The real problem is how you make society such that inborn desires and moral senses lead to the the best oucomes.




To a philosopher like Parfait, our inborn desires and instincts are beside the point, though. If we do something "altruistic" because it gives us a nice warm fuzzy feeling, it isn't really an altruistic act. One could ask, would you still do it if you didn't get the fuzzy feeling, and if the answer is no, you were clearly just acting out of hidden self interest. Only if someone else's suffering is in and of itself reason to alleviate it was such a bona-fide altruistic act.

You also, of course, have the problem that you might find ways of giving yourself that warm fuzzy feeling without doing something good, and there's sort of the innate problem with desire-based morality. Parfit's absolute morality has the practical advantage that it's tied to the "real" concept of good by definition (we think), rather than by the happy accident of some genetic wiring.
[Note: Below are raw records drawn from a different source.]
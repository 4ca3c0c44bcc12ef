//! Infrastructure layer for imagine
//!
//! This crate contains adapters that implement the ports defined
//! in the application layer, including configuration file loading.

pub mod config;
pub mod huggingface;
pub mod logging;

// Re-export commonly used types
pub use config::{
    ConfigLoader, FileConfig, FileGenerationConfig, FileHuggingFaceConfig, FileLoggingConfig,
    FileOutputConfig, FileReplConfig,
};
pub use huggingface::{
    error::HuggingFaceError,
    gateway::{HuggingFaceImageGateway, HuggingFaceSettings},
};
pub use logging::JsonlGenerationLogger;
//! Command-line interface definitions

pub mod commands;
I strongly disagree. As human beings, we have a moral obligation to make life good as it can be, and the only way we can do that is to understand people"s basic motives and try to use them to motivate good behavior. Do you really disagree?
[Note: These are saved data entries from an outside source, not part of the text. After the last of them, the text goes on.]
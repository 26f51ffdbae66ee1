// Copyright 2026 ndaxes developers.
//
// Licensed under the Apache License, Version 2.0 <LICENSE-APACHE or
// http://www.apache.org/licenses/LICENSE-2.0> or the MIT license
// <LICENSE-MIT or http://opensource.org/licenses/MIT>, at your
// option. This file may not be copied, modified, or distributed
// except according to those terms.
use std::fmt;

use crate::iterators::Indices;
use crate::{ArcArray, Ix, Order};

fn format_array<A, F>(array: &ArcArray<A>, f: &mut fmt::Formatter<'_>, mut format: F) -> fmt::Result
where
    F: FnMut(&A, &mut fmt::Formatter<'_>) -> fmt::Result,
{
    let ndim = array.ndim();
    for _ in 0..ndim {
        f.write_str("[")?;
    }
    let mut indices = Indices::new(array.shape(), Order::RowMajor);
    let mut last_index: Option<Vec<Ix>> = None;
    // Take the index wraparounds as cues for when to add []'s and how many.
    while let Some(index) = indices.next_index() {
        if let Some(last) = &last_index {
            let changed = index
                .iter()
                .zip(last)
                .take(ndim.saturating_sub(1))
                .position(|(a, b)| a != b);
            match changed {
                Some(i) => {
                    // new row: close and reopen this many brackets
                    let n = ndim - i - 1;
                    for _ in 0..n {
                        f.write_str("]")?;
                    }
                    f.write_str(",\n")?;
                    for _ in 0..ndim - n {
                        f.write_str(" ")?;
                    }
                    for _ in 0..n {
                        f.write_str("[")?;
                    }
                }
                None => f.write_str(", ")?,
            }
        }
        if let Some(elt) = array.get(index) {
            format(elt, f)?;
        }
        last_index = Some(index.to_vec());
    }
    for _ in 0..ndim {
        f.write_str("]")?;
    }
    Ok(())
}

/// Format the array using `Display` and apply the formatting parameters used
/// to each element.
///
/// The array is shown in multiline style.
impl<A: fmt::Display> fmt::Display for ArcArray<A> {
    fn fmt(&self, f: &mut fmt::Formatter<'_>) -> fmt::Result {
        format_array(self, f, <_>::fmt)
    }
}

/// Format the array using `Debug` and apply the formatting parameters used
/// to each element.
///
/// The array is shown in multiline style, followed by the shape, strides
/// and kind.
impl<A: fmt::Debug> fmt::Debug for ArcArray<A> {
    fn fmt(&self, f: &mut fmt::Formatter<'_>) -> fmt::Result {
        format_array(self, f, <_>::fmt)?;
        write!(
            f,
            " shape={:?}, strides={:?}, kind={:?}",
            self.shape(),
            self.strides(),
            self.kind()
        )
    }
}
Parfit's solution of a single absolute moral principle is simply not workable as a way of getting people to behave well. Again, do you really disagree? The reason he tries for it is he has a greatly distorted view of human nature. As the article say, he thinks that the human moral evalution that cruelty is wrong is "just a psychological fact—flimsy, contingent, apt to be forgotten." No, the prohibition against cruelty is a permanent part of human nature, the problem is that we have many other drives, and circumstances may favor them.

Instead of coming up with useless principles, what we need to do is understand in detail why people behave in good or bad ways. That is what, for instance, Aristotle did in his Ethics, and Smith in his Theory of Moral Sentiments. Let me add that Parfit is such a profoundly odd person that I am pretty sure his understanding of human nature is quite poor, and so he is simply the wrong sort of person for this job.